Stored data entries:
BEGIN
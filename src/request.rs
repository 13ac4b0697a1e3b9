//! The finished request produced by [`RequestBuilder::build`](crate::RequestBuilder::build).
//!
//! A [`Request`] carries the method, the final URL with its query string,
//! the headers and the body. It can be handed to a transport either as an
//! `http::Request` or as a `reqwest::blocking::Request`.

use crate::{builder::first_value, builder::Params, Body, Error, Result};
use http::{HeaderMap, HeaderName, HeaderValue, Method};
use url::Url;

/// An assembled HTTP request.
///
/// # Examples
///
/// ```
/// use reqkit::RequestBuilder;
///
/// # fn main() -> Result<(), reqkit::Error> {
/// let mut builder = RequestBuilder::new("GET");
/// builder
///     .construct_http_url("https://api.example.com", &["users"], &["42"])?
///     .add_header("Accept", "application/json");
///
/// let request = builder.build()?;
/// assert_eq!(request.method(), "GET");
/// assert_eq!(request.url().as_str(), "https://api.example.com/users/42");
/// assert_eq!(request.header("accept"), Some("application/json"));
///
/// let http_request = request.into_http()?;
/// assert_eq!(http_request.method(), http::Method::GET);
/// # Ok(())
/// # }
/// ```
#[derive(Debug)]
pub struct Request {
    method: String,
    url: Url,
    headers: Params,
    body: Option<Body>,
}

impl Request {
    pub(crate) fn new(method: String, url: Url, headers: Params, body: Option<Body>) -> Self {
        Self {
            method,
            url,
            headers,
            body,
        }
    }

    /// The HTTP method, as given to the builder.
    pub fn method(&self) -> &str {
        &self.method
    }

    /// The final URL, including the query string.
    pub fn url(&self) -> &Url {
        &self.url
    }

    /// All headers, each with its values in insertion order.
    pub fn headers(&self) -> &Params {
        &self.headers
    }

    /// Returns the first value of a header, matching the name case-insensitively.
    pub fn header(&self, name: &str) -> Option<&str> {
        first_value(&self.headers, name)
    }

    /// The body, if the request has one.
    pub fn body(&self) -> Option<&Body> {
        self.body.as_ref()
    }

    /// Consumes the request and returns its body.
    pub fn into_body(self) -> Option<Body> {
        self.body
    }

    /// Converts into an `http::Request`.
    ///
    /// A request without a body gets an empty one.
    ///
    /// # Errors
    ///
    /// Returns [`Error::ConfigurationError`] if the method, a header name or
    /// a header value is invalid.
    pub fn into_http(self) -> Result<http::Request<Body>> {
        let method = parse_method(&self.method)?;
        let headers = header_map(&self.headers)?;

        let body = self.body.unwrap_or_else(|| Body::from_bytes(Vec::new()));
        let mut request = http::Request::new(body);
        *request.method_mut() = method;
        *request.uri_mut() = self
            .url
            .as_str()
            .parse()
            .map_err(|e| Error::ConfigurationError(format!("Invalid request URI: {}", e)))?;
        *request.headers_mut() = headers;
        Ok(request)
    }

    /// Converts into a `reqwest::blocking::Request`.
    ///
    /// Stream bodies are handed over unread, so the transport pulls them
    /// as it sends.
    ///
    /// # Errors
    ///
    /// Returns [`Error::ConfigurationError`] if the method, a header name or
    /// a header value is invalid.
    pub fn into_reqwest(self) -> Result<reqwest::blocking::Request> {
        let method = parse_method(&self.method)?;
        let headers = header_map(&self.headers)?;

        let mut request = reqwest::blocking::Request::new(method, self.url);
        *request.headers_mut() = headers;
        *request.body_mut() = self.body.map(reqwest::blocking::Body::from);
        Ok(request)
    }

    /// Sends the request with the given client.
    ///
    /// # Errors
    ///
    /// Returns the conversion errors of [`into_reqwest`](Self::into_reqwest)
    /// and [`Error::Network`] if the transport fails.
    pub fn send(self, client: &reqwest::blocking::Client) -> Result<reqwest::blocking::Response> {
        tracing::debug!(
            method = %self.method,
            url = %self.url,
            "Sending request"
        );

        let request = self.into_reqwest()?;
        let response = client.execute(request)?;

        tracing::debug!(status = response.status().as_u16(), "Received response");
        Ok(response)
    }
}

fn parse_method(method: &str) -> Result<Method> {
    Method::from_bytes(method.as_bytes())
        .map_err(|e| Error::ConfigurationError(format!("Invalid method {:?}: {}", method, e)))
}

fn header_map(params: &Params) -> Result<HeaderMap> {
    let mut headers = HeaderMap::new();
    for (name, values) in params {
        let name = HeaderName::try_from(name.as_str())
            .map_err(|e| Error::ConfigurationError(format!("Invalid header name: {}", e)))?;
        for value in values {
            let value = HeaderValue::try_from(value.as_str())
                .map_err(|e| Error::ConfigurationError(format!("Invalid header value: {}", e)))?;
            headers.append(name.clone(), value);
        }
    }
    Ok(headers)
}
END
BEGIN
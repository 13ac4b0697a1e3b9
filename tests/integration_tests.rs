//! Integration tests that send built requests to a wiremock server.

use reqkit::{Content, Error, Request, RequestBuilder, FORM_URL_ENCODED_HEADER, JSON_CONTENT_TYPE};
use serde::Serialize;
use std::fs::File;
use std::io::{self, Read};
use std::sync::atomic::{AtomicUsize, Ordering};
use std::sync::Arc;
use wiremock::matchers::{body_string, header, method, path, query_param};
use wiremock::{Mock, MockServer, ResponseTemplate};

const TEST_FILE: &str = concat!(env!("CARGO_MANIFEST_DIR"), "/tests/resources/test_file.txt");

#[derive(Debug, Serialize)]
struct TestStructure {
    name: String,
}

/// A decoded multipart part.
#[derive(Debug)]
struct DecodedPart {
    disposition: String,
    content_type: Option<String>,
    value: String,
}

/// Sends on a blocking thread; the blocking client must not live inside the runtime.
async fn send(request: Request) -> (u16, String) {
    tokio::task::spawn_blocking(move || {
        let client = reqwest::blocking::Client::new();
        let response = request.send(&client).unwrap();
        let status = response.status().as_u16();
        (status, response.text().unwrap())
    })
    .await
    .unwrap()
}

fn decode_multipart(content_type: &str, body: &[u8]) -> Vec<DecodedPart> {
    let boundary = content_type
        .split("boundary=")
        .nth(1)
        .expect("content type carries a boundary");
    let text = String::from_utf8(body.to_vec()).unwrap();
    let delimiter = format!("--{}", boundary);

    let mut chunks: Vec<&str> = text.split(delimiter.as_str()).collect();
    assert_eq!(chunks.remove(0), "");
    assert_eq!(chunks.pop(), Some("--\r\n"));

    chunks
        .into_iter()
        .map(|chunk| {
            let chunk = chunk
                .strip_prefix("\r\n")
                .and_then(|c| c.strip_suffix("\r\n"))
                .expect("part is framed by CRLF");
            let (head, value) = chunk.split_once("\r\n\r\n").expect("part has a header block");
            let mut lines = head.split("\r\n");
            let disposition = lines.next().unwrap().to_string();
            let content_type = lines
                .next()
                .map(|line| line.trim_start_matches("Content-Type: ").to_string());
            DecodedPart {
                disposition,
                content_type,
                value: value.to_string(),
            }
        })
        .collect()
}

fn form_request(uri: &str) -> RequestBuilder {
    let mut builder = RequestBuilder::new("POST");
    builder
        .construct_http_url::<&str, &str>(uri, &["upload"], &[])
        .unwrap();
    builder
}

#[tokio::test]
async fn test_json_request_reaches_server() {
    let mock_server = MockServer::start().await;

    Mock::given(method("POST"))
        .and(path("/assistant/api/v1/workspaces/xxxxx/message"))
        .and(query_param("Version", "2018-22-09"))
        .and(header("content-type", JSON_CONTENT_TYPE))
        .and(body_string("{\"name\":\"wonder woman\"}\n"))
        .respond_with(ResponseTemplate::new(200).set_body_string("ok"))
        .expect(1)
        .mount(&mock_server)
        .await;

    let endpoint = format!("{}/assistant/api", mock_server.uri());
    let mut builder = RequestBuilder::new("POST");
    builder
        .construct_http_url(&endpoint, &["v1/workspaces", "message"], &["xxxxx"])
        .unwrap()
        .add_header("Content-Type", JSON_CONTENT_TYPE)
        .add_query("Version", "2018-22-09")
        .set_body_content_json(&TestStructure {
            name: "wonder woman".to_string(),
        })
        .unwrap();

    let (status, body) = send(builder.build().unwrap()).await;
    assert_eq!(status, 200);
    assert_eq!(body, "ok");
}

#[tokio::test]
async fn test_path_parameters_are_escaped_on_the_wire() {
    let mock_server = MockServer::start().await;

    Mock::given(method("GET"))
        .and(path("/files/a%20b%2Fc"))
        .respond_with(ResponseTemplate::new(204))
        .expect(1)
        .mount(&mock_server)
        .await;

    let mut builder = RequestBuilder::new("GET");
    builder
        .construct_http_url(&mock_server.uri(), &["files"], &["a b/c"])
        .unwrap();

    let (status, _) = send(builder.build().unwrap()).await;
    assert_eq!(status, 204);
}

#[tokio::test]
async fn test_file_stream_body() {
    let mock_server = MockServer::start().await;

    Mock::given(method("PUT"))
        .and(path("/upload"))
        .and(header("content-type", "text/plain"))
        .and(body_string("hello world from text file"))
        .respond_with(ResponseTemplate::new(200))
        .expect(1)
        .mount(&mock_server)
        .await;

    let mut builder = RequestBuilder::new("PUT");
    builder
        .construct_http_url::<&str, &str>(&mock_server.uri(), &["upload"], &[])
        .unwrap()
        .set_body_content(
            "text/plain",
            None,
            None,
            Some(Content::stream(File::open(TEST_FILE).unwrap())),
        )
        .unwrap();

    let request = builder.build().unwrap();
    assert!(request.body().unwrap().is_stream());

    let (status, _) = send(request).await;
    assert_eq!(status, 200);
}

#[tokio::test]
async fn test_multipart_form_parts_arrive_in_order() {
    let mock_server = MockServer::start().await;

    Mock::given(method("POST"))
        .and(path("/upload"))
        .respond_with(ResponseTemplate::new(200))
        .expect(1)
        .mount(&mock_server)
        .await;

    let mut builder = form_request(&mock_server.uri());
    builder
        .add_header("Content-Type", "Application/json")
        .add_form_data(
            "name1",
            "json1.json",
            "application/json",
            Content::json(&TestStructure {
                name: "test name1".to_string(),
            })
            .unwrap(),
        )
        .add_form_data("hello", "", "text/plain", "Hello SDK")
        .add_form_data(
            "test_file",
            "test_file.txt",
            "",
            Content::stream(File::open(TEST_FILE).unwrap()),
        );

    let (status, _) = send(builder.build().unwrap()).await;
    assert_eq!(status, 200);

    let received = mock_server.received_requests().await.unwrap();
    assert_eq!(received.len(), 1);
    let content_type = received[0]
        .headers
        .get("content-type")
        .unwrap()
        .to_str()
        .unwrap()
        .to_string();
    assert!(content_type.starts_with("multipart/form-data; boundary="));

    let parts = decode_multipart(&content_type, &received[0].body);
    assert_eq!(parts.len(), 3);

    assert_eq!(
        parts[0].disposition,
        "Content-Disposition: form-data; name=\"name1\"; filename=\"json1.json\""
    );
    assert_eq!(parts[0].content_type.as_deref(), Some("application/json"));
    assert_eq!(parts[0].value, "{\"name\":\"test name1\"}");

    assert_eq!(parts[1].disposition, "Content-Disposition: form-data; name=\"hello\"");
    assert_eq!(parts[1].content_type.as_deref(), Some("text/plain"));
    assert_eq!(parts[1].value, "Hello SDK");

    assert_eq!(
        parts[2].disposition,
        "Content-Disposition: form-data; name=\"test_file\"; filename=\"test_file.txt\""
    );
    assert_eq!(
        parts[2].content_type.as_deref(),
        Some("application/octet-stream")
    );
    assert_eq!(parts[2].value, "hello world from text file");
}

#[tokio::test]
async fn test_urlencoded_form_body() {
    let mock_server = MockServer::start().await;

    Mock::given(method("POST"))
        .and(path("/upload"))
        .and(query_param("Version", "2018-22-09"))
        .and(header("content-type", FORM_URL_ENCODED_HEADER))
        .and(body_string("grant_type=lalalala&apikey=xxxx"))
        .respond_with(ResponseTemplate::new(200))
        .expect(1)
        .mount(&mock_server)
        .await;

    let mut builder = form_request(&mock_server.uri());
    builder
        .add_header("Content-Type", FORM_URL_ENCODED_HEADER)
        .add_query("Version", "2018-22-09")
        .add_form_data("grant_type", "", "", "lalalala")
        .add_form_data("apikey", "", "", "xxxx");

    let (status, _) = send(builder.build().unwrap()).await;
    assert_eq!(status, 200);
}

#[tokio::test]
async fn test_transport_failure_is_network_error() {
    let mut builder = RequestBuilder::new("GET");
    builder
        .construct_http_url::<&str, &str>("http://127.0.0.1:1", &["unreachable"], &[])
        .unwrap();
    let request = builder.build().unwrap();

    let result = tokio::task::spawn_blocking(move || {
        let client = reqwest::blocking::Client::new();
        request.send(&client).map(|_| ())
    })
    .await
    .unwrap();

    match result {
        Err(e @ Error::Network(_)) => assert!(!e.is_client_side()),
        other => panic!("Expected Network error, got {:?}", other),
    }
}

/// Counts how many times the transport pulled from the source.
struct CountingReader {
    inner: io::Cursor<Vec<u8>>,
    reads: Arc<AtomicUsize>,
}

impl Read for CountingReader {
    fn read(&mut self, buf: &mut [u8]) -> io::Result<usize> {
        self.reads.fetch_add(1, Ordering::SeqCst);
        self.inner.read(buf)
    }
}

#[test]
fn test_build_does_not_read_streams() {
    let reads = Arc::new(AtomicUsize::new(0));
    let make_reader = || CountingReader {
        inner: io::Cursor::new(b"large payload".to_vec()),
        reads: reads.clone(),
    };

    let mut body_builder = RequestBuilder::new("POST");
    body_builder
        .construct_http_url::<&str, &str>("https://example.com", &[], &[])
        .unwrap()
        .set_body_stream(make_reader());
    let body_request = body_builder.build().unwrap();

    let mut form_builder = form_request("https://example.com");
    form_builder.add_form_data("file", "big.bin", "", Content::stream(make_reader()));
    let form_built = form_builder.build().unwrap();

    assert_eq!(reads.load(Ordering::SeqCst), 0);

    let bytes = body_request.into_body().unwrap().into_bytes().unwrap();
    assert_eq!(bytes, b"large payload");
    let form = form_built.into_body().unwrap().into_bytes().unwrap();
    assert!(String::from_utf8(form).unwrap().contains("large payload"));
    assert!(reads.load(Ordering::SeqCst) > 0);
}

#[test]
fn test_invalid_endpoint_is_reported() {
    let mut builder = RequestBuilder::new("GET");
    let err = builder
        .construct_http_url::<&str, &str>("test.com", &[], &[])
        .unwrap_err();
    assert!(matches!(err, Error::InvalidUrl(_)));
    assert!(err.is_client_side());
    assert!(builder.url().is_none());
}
END
→ **Exercise details**: The answer must consist of each line from the entries that contains the string "handed".

→ **Task solution**:
//! the headers and the body. It can be handed to a transport either as an
    /// Stream bodies are handed over unread, so the transport pulls them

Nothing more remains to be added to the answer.